___ Exercise data

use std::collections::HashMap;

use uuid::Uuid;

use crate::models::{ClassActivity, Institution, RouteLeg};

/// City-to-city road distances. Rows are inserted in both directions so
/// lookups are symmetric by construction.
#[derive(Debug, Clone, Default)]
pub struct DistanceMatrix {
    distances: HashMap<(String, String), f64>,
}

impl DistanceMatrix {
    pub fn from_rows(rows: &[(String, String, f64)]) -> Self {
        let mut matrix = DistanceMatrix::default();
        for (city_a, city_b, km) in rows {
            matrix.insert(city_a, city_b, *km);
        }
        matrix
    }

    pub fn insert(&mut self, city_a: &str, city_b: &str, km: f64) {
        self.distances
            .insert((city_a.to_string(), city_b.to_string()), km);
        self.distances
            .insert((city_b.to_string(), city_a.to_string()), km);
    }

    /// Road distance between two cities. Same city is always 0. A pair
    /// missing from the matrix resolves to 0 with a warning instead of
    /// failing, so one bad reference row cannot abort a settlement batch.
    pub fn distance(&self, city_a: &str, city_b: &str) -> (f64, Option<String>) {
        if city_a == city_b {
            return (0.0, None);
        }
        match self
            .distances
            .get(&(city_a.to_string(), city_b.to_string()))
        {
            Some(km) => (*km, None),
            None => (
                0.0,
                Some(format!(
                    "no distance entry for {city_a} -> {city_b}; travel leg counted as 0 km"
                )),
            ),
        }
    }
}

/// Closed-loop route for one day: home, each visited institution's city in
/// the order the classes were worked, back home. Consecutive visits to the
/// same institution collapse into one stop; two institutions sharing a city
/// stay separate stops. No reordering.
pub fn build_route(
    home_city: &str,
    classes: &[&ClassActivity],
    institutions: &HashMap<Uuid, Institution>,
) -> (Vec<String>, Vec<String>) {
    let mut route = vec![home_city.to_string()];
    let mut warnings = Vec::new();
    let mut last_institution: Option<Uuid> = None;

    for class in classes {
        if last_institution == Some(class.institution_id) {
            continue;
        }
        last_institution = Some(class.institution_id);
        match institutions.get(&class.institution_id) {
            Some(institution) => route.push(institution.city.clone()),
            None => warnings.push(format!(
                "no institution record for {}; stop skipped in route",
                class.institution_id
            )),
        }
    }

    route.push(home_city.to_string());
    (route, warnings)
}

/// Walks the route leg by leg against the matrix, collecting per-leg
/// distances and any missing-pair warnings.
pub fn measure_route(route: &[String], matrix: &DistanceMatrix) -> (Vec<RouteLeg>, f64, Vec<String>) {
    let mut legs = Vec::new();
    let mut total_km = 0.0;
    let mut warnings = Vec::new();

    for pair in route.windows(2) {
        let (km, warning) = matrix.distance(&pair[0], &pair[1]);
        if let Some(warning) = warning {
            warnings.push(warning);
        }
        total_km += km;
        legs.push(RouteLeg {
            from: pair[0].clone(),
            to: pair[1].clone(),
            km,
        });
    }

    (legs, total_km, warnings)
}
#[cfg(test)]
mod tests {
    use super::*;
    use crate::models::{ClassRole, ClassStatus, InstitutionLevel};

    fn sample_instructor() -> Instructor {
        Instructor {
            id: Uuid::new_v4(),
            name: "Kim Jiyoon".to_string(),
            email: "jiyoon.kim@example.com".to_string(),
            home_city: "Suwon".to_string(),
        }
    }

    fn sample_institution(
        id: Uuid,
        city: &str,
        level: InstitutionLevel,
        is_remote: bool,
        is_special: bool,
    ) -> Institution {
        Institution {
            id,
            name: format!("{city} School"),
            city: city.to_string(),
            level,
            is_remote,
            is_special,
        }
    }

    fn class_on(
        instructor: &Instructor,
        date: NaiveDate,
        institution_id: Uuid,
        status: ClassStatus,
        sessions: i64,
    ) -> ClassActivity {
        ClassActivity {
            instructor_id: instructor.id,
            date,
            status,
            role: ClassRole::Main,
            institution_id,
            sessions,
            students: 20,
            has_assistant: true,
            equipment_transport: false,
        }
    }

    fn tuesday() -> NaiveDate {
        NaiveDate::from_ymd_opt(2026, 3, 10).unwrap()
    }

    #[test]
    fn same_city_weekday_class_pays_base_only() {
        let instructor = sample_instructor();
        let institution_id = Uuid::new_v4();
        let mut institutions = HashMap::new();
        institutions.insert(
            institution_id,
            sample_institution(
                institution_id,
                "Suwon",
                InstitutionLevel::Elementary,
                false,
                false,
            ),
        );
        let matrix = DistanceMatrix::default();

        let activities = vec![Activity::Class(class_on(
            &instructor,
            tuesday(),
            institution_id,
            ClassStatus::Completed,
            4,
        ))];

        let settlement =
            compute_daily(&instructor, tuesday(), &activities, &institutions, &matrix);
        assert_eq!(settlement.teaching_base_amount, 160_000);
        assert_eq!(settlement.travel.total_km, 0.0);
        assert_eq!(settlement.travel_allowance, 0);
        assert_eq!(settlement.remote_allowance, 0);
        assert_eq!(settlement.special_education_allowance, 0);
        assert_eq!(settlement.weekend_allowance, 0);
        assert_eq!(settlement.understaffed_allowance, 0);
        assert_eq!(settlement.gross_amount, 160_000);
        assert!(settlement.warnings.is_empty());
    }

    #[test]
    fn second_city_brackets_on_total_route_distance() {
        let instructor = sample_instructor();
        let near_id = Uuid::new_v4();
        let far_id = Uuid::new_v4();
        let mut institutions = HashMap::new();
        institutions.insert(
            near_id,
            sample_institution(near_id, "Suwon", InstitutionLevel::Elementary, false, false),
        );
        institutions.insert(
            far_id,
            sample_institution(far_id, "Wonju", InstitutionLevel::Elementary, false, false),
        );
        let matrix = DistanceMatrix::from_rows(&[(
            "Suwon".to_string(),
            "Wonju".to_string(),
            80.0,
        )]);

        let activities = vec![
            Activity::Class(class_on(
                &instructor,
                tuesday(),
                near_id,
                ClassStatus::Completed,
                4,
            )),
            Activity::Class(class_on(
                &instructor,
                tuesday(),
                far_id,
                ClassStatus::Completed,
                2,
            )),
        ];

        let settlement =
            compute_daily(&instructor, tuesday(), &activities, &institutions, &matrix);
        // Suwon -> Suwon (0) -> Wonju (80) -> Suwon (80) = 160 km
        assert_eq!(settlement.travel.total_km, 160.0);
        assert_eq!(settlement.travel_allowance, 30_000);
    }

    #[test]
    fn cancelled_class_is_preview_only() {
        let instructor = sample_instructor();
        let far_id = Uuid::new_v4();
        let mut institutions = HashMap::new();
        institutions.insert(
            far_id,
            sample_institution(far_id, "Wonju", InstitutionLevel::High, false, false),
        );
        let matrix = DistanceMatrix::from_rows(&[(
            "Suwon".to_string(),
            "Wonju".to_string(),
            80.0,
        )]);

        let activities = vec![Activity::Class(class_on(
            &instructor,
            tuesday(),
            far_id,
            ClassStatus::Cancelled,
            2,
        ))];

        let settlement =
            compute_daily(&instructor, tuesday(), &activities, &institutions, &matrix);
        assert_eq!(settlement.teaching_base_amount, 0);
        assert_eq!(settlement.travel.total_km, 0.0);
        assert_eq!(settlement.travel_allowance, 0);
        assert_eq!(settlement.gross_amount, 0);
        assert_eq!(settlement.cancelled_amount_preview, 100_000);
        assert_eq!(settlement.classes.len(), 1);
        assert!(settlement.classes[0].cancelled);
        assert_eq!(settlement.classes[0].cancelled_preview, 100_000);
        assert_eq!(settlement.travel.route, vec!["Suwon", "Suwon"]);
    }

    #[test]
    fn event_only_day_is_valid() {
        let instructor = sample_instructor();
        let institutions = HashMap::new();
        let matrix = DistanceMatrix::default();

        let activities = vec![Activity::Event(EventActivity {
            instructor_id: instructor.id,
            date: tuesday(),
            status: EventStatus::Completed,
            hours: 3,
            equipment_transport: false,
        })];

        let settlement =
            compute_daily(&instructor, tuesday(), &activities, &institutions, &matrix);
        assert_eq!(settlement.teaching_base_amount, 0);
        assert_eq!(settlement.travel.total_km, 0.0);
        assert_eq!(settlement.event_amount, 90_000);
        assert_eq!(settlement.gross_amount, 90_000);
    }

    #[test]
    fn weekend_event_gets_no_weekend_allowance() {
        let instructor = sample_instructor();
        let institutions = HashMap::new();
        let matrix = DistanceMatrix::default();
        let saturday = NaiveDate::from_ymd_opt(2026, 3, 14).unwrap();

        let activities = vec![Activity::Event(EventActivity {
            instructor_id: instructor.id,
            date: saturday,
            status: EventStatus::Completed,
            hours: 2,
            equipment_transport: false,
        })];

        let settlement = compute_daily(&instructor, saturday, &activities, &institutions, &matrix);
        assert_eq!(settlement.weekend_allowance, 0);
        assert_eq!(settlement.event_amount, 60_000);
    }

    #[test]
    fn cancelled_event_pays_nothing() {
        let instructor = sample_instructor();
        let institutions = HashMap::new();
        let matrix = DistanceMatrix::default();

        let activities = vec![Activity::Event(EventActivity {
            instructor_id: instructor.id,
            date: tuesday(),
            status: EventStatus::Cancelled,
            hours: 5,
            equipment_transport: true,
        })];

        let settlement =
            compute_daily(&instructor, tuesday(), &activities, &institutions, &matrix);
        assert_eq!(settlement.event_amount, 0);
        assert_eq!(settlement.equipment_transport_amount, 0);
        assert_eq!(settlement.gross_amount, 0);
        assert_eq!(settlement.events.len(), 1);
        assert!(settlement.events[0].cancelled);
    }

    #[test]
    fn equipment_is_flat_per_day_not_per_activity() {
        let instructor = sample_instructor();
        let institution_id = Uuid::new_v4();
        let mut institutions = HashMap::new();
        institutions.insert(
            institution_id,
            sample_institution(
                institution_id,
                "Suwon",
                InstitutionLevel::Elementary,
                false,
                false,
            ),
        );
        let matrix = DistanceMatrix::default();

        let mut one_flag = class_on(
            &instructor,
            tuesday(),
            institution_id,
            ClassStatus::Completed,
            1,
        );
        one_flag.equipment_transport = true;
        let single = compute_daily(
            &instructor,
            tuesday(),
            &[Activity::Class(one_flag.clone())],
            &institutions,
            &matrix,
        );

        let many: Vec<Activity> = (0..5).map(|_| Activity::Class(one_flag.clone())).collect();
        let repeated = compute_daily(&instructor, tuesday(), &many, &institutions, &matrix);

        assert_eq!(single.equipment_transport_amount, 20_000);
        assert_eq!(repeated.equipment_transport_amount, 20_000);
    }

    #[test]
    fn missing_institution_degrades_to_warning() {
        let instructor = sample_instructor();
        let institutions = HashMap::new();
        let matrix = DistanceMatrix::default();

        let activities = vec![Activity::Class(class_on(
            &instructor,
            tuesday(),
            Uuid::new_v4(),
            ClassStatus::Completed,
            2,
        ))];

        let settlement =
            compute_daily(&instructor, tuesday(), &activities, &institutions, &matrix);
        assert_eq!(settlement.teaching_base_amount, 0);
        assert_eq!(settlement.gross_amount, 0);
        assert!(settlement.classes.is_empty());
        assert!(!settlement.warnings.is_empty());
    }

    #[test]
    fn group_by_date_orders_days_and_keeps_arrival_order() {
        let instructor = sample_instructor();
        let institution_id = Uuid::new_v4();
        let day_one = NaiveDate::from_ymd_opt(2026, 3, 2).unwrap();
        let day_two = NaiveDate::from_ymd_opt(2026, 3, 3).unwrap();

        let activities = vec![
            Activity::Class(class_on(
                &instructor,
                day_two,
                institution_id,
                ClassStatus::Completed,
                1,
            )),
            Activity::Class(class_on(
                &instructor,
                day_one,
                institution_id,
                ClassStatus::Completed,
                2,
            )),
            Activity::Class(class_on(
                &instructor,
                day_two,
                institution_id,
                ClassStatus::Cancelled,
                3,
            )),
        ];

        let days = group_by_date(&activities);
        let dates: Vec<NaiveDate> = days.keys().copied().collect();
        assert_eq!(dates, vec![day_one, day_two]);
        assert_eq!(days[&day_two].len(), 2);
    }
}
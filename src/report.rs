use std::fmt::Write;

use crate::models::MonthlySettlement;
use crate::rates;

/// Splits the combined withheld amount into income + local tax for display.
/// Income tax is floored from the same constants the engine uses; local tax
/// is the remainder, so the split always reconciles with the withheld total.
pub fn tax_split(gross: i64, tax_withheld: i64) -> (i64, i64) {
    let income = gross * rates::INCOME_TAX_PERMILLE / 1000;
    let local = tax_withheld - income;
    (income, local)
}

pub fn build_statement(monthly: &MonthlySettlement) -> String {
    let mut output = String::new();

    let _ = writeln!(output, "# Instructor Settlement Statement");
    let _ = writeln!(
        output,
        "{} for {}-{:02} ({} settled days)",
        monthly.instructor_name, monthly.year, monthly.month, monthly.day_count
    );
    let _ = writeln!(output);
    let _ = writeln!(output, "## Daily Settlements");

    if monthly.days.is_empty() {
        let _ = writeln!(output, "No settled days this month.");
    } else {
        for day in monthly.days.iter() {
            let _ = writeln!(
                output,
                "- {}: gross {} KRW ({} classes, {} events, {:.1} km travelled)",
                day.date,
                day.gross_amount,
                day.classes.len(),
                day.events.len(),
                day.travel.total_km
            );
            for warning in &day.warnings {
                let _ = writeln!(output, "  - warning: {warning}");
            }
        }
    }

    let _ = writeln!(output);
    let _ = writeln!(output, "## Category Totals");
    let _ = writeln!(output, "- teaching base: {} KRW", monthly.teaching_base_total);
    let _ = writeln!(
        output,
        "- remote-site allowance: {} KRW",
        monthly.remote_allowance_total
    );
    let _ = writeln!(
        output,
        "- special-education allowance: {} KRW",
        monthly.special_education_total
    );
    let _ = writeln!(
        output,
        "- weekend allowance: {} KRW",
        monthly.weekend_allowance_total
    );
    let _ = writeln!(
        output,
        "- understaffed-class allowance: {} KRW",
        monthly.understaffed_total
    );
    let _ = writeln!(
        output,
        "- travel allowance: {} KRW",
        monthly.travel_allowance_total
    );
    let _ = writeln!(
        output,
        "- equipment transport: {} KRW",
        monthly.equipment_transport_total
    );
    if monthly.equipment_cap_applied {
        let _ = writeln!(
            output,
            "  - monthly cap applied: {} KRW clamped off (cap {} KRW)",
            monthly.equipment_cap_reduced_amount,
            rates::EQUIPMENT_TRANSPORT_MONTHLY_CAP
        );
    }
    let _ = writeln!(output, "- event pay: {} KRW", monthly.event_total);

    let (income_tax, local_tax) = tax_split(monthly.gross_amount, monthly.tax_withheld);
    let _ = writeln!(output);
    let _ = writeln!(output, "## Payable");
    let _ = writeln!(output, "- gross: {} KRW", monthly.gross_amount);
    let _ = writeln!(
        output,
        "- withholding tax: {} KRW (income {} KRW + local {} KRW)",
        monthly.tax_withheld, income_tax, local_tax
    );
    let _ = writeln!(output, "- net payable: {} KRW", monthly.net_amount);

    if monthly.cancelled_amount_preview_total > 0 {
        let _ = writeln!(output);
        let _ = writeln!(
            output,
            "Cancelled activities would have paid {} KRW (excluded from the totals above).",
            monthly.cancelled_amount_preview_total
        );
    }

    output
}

______

■ **Activity**
Your answer should be a single number: the count of lines in the material above that contain "unwrap".

■ **Expected answer**
4